Bruxelles – Il 30 novembre 2023, Maxette Pirbakas, eurodeputata della Francia d’oltremare, ha accolto i partecipanti a una conferenza sulla tutela dei diritti delle minoranze religiose e spirituali in Europa.

Nel suo discorso di apertura, l'eurodeputato Maxette Pirbakas ha riconosciuto la complessa storia dell’Europa in termini di religione. Ha sottolineato che le religioni sono state spesso “motori o pretesti di ferocia”, riferendosi alla persecuzione dei primi cristiani e alle atrocità commesse contro gli ebrei nel 20° secolo. Allo stesso tempo, Pirbakas ha sottolineato che è in Europa che sono nate le idee di tolleranza e libertà religiosa. “Ombre e luci: questa è l’Europa”, ha riassunto.

Secondo Pirbakas i padri fondatori dell'Europa hanno attribuito fin dall'inizio un'importanza particolare alla questione della libertà religiosa. Hanno reso la protezione dei gruppi minoritari una parte essenziale della cultura democratica europea.

Secondo Maxette Pirbakas, un compromesso equilibrato incarna l'approccio globale dell'UE. Evitando l’adozione di uno statuto religioso a livello europeo e lasciando agli Stati membri il compito di regolamentare il culto, ritiene che l’Europa abbia saggiamente evitato di omogeneizzare i punti di vista nazionali. Ha lasciato un margine di discrezionalità agli Stati membri, garantendo al tempo stesso che non lo utilizzino per violare i diritti fondamentali, in particolare quelli delle minoranze religiose e spirituali. "Confrontare punti di vista e trovare un punto di equilibrio" è la specialità dell'Europa, ha affermato l'eurodeputato Pirbakas.

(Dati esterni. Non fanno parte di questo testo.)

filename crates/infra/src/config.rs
use tracing::{info, warn};

#[derive(Debug, Clone)]
pub struct Config {
    /// Port for the application to run on
    pub port: usize,
    /// Bearer secret required by the reminder trigger endpoints. When unset
    /// the trigger endpoints are open, which is fine for local setups.
    pub cron_secret: Option<String>,
    /// Upper bound in millis for one push delivery; a hung device resolves
    /// to a failed delivery instead of stalling the pass.
    pub push_timeout_millis: u64,
    /// Whether the in-process minutely reminder job runs. Tests switch this
    /// off and trigger passes over HTTP instead.
    pub enable_reminder_job: bool,
}

const DEFAULT_PORT: &str = "5000";
const DEFAULT_PUSH_TIMEOUT_MILLIS: u64 = 10_000;

impl Config {
    pub fn new() -> Self {
        let port = std::env::var("PORT").unwrap_or(DEFAULT_PORT.into());
        let port = match port.parse::<usize>() {
            Ok(port) => port,
            Err(_) => {
                warn!(
                    "The given PORT: {} is not valid, falling back to the default port: {}.",
                    port, DEFAULT_PORT
                );
                DEFAULT_PORT.parse::<usize>().unwrap()
            }
        };

        let cron_secret = match std::env::var("CRON_SECRET") {
            Ok(secret) => Some(secret),
            Err(_) => {
                info!(
                    "Did not find CRON_SECRET environment variable. The reminder trigger endpoints will accept unauthenticated requests."
                );
                None
            }
        };

        let push_timeout_millis = match std::env::var("PUSH_TIMEOUT_MILLIS") {
            Ok(timeout) => match timeout.parse::<u64>() {
                Ok(timeout) => timeout,
                Err(_) => {
                    warn!(
                        "The given PUSH_TIMEOUT_MILLIS: {} is not valid, falling back to the default: {}.",
                        timeout, DEFAULT_PUSH_TIMEOUT_MILLIS
                    );
                    DEFAULT_PUSH_TIMEOUT_MILLIS
                }
            },
            Err(_) => DEFAULT_PUSH_TIMEOUT_MILLIS,
        };

        Self {
            port,
            cron_secret,
            push_timeout_millis,
            enable_reminder_job: true,
        }
    }
}

impl Default for Config {
    fn default() -> Self {
        Self::new()
    }
}

#[cfg(test)]
mod test {
    use super::*;

    #[test]
    #[serial_test::serial]
    fn it_falls_back_to_defaults() {
        std::env::remove_var("PORT");
        std::env::remove_var("CRON_SECRET");
        std::env::remove_var("PUSH_TIMEOUT_MILLIS");

        let config = Config::new();
        assert_eq!(config.port, 5000);
        assert_eq!(config.cron_secret, None);
        assert_eq!(config.push_timeout_millis, DEFAULT_PUSH_TIMEOUT_MILLIS);
        assert!(config.enable_reminder_job);
    }

    #[test]
    #[serial_test::serial]
    fn it_reads_the_environment() {
        std::env::set_var("PORT", "6432");
        std::env::set_var("CRON_SECRET", "topsecret");
        std::env::set_var("PUSH_TIMEOUT_MILLIS", "2500");

        let config = Config::new();
        assert_eq!(config.port, 6432);
        assert_eq!(config.cron_secret, Some("topsecret".into()));
        assert_eq!(config.push_timeout_millis, 2500);

        std::env::remove_var("PORT");
        std::env::remove_var("CRON_SECRET");
        std::env::remove_var("PUSH_TIMEOUT_MILLIS");
    }

    #[test]
    #[serial_test::serial]
    fn it_rejects_malformed_values() {
        std::env::set_var("PORT", "not-a-port");
        std::env::set_var("PUSH_TIMEOUT_MILLIS", "soon");

        let config = Config::new();
        assert_eq!(config.port, 5000);
        assert_eq!(config.push_timeout_millis, DEFAULT_PUSH_TIMEOUT_MILLIS);

        std::env::remove_var("PORT");
        std::env::remove_var("PUSH_TIMEOUT_MILLIS");
    }
}
use serde::{Deserialize, Serialize};
use taskflow_domain::DeliveryResult;

#[derive(Debug, Deserialize, Serialize, Clone)]
#[serde(rename_all = "camelCase")]
pub struct DeliveryResultDTO {
    pub url: String,
    pub success: bool,
    pub error: Option<String>,
}

impl DeliveryResultDTO {
    pub fn new(result: &DeliveryResult) -> Self {
        Self {
            url: result.url.clone(),
            success: result.success,
            error: result.error.clone(),
        }
    }
}
use std::sync::Mutex;
use taskflow_domain::{Entity, ID};

/// Useful functions for creating inmemory repositories

pub fn insert<T: Clone>(val: &T, collection: &Mutex<Vec<T>>) {
    let mut collection = collection.lock().unwrap();
    collection.push(val.clone());
}

pub fn find<T: Clone + Entity>(val_id: &ID, collection: &Mutex<Vec<T>>) -> Option<T> {
    let collection = collection.lock().unwrap();
    collection.iter().find(|item| item.id() == val_id).cloned()
}

pub fn find_by<T: Clone + Entity, F: FnMut(&T) -> bool>(
    collection: &Mutex<Vec<T>>,
    mut compare: F,
) -> Vec<T> {
    let collection = collection.lock().unwrap();
    collection
        .iter()
        .filter(|item| compare(item))
        .cloned()
        .collect()
}

pub fn delete<T: Clone + Entity>(val_id: &ID, collection: &Mutex<Vec<T>>) -> Option<T> {
    let mut collection = collection.lock().unwrap();
    let index = collection.iter().position(|item| item.id() == val_id)?;
    Some(collection.remove(index))
}

pub fn update_many<T: Clone + Entity, F: Fn(&T) -> bool, U: Fn(&mut T)>(
    collection: &Mutex<Vec<T>>,
    compare: F,
    update: U,
) {
    let mut collection = collection.lock().unwrap();
    for item in collection.iter_mut() {
        if compare(item) {
            update(item);
        }
    }
}
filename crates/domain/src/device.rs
use crate::shared::entity::{Entity, ID};
use chrono::{DateTime, Utc};

/// A registered push endpoint. The engine only ever reads devices; they are
/// managed elsewhere.
#[derive(Debug, Clone)]
pub struct Device {
    pub id: ID,
    pub name: String,
    pub url: String,
    pub enabled: bool,
    pub created_at: DateTime<Utc>,
}

impl Device {
    pub fn new(name: &str, url: &str) -> anyhow::Result<Self> {
        let parsed_url =
            url::Url::parse(url).map_err(|_| anyhow::anyhow!("Malformed device url: {}", url))?;
        let allowed_schemes = ["https", "http"];
        if !allowed_schemes.contains(&parsed_url.scheme()) {
            return Err(anyhow::anyhow!(
                "Device url scheme must be one of {:?}, got: {}",
                allowed_schemes,
                parsed_url.scheme()
            ));
        }

        Ok(Self {
            id: Default::default(),
            name: name.into(),
            url: url.into(),
            enabled: true,
            created_at: Utc::now(),
        })
    }
}

impl Entity for Device {
    fn id(&self) -> &ID {
        &self.id
    }
}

L'eurodeputata Maxette Pirbakas, che ha organizzato l'incontro, si è rivolta ai leader delle minoranze religiose in Europa, al Parlamento europeo. 2023
L'eurodeputata Maxette Pirbakas, che ha organizzato l'incontro, si è rivolta ai leader delle minoranze religiose in Europa, al Parlamento europeo. Credito fotografico: 2023 www.bxl-media.com

Maxette Pirbakas ha concluso ricordando principi come il libero arbitrio individuale, la tutela dei diritti delle minoranze e il fatto che gli Stati dovrebbero limitare la religione solo per dimostrabili ragioni di ordine pubblico. Ha fatto riferimento a tentativi pericolosi affrontare i nuovi “eretici” cercando di creare una nuova legislazione che metterebbe a repentaglio la preziosa libertà di pensiero e di espressione. I codici penali standard, se applicati correttamente, sono più che sufficienti a punire chiunque infranga le leggi senza dover esaminare il background religioso, spirituale o politico degli individui, affermando che “gli strumenti attuali sono sufficienti se applicati correttamente".

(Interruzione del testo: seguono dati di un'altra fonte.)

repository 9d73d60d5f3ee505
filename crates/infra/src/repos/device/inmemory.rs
use super::IDeviceRepo;
use crate::repos::shared::inmemory_repo::*;

use std::sync::Mutex;
use taskflow_domain::{Device, ID};

pub struct InMemoryDeviceRepo {
    devices: Mutex<Vec<Device>>,
}

impl InMemoryDeviceRepo {
    pub fn new() -> Self {
        Self {
            devices: Mutex::new(Vec::new()),
        }
    }
}

#[async_trait::async_trait]
impl IDeviceRepo for InMemoryDeviceRepo {
    async fn insert(&self, device: &Device) -> anyhow::Result<()> {
        insert(device, &self.devices);
        Ok(())
    }

    async fn find(&self, device_id: &ID) -> Option<Device> {
        find(device_id, &self.devices)
    }

    async fn find_enabled(&self) -> anyhow::Result<Vec<Device>> {
        Ok(find_by(&self.devices, |device| device.enabled))
    }

    async fn delete(&self, device_id: &ID) -> Option<Device> {
        delete(device_id, &self.devices)
    }
}
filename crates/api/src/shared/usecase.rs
use std::fmt::Debug;
use taskflow_infra::TaskflowContext;
use tracing::error;

#[async_trait::async_trait(?Send)]
pub trait UseCase: Debug {
    type Response;
    type Error;

    /// The name of the use case, used for logging
    const NAME: &'static str;

    async fn execute(&mut self, ctx: &TaskflowContext) -> Result<Self::Response, Self::Error>;
}

#[tracing::instrument(name = "Executing usecase", skip(usecase, ctx))]
pub async fn execute<U>(mut usecase: U, ctx: &TaskflowContext) -> Result<U::Response, U::Error>
where
    U: UseCase,
    U::Error: Debug,
{
    let res = usecase.execute(ctx).await;

    if let Err(e) = &res {
        error!("Use case `{}` error: {:?}", U::NAME, e);
    }

    res
}
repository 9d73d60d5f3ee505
mod base;
mod notification;
mod reminder;
mod status;

pub(crate) use base::BaseClient;
pub use base::{APIError, APIResponse};
use notification::NotificationClient;
pub use notification::SendTestNotificationInput;
use reminder::ReminderClient;
pub use reminder::ForceTaskReminderInput;
use status::StatusClient;
use std::sync::Arc;

pub use taskflow_api_structs::dtos::*;
pub use taskflow_domain::ID;

/// TaskFlow Server SDK
///
/// The SDK contains methods for interacting with the TaskFlow reminder
/// server API.
#[derive(Clone)]
pub struct TaskflowSDK {
    pub notification: NotificationClient,
    pub reminder: ReminderClient,
    pub status: StatusClient,
}

impl TaskflowSDK {
    pub fn new<T: Into<String>>(address: String, cron_secret: T) -> Self {
        let mut base = BaseClient::new(address);
        base.set_cron_secret(cron_secret.into());
        let base = Arc::new(base);
        let notification = NotificationClient::new(base.clone());
        let reminder = ReminderClient::new(base.clone());
        let status = StatusClient::new(base);

        Self {
            notification,
            reminder,
            status,
        }
    }
}
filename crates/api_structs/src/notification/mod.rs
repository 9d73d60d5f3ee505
pub mod api;
pub mod dtos;
use actix_web::{web, HttpResponse};
use taskflow_api_structs::get_service_health::APIResponse;

async fn status() -> HttpResponse {
    HttpResponse::Ok().json(APIResponse {
        message: "Yo! We are up!\r\n".into(),
    })
}

pub fn configure_routes(cfg: &mut web::ServiceConfig) {
    cfg.route("/", web::get().to(status));
}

Incoraggiando il dialogo continuo, Pirbakas ha descritto i dibattiti sulla religione come “sempre appassionati”. Ma ha espresso la speranza che l’Ue possa rimanere un alleato di tutte le visioni spirituali garantendo che gli Stati membri rispettino le libertà fondamentali, per aiutare l’Europa “a vivere insieme nelle nostre differenze e diversità”.